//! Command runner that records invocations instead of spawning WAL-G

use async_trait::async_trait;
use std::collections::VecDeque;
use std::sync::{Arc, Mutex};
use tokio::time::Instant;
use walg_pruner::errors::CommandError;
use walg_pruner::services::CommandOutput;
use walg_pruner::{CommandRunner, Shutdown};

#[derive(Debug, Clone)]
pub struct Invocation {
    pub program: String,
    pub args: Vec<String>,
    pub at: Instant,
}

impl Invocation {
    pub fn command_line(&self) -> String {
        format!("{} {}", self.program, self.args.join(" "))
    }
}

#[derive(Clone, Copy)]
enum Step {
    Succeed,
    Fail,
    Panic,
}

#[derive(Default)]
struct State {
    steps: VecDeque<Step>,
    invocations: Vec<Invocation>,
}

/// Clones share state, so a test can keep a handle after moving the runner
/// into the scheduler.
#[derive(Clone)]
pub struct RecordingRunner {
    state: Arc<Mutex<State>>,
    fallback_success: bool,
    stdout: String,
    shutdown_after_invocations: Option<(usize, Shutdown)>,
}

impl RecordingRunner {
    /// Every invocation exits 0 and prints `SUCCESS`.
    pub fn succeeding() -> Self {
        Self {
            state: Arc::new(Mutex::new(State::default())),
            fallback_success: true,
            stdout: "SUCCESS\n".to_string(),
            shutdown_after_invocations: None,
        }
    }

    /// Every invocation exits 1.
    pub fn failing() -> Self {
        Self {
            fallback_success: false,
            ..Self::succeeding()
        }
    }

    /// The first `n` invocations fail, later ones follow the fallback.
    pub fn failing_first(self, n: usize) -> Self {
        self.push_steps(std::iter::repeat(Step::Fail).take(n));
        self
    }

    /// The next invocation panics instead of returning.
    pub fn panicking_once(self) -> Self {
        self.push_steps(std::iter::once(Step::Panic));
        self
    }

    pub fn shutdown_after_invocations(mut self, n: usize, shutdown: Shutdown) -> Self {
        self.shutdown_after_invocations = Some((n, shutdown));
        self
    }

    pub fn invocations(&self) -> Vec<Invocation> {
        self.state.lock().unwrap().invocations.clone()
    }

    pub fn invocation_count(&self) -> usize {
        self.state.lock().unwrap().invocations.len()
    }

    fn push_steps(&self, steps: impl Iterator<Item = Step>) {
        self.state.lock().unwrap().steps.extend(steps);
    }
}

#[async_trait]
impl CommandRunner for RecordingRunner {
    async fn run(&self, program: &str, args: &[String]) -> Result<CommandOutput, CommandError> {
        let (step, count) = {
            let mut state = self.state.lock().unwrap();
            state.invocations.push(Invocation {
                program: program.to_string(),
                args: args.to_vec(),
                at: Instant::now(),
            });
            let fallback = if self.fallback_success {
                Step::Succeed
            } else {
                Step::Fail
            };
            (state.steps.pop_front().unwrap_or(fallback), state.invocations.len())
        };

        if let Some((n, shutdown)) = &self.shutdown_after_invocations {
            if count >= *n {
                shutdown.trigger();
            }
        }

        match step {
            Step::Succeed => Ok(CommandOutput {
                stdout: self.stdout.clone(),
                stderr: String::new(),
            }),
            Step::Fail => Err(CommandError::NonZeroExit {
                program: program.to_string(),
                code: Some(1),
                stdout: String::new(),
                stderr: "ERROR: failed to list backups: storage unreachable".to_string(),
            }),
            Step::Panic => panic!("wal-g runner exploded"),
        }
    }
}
════════
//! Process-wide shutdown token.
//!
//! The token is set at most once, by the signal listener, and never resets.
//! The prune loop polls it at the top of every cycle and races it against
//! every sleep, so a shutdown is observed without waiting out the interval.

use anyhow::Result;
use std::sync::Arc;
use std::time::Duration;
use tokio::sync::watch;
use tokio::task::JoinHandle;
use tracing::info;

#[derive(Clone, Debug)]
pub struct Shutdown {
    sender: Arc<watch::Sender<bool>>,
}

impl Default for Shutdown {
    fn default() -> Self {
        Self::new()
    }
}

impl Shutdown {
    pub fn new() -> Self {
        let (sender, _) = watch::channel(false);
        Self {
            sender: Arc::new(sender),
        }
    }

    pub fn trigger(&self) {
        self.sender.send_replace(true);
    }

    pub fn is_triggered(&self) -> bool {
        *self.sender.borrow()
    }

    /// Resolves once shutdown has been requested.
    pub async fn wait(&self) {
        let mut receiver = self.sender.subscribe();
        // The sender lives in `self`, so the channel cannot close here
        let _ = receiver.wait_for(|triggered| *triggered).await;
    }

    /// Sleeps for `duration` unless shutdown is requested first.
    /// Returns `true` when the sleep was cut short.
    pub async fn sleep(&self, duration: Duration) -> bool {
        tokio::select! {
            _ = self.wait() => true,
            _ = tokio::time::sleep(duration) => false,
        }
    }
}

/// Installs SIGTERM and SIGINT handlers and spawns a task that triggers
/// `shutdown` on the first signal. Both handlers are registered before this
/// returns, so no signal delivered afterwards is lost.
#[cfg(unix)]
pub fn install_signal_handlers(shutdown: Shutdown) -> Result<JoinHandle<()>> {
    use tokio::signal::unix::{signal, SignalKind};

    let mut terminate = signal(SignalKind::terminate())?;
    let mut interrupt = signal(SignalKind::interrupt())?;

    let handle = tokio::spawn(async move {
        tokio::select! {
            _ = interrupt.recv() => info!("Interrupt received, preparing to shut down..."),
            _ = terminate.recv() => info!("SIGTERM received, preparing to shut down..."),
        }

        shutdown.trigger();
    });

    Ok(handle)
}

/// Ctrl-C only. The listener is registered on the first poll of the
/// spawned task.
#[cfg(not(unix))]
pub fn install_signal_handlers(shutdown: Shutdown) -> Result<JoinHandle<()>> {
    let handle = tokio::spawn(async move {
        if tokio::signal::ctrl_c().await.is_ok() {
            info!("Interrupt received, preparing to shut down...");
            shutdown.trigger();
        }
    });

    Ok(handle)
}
════════
**WHAT IS NEEDED:** Copy out every line in the listing where the word "channel" appears.

**RESPONSE AREA:**
        let (sender, _) = watch::channel(false);
        // The sender lives in `self`, so the channel cannot close here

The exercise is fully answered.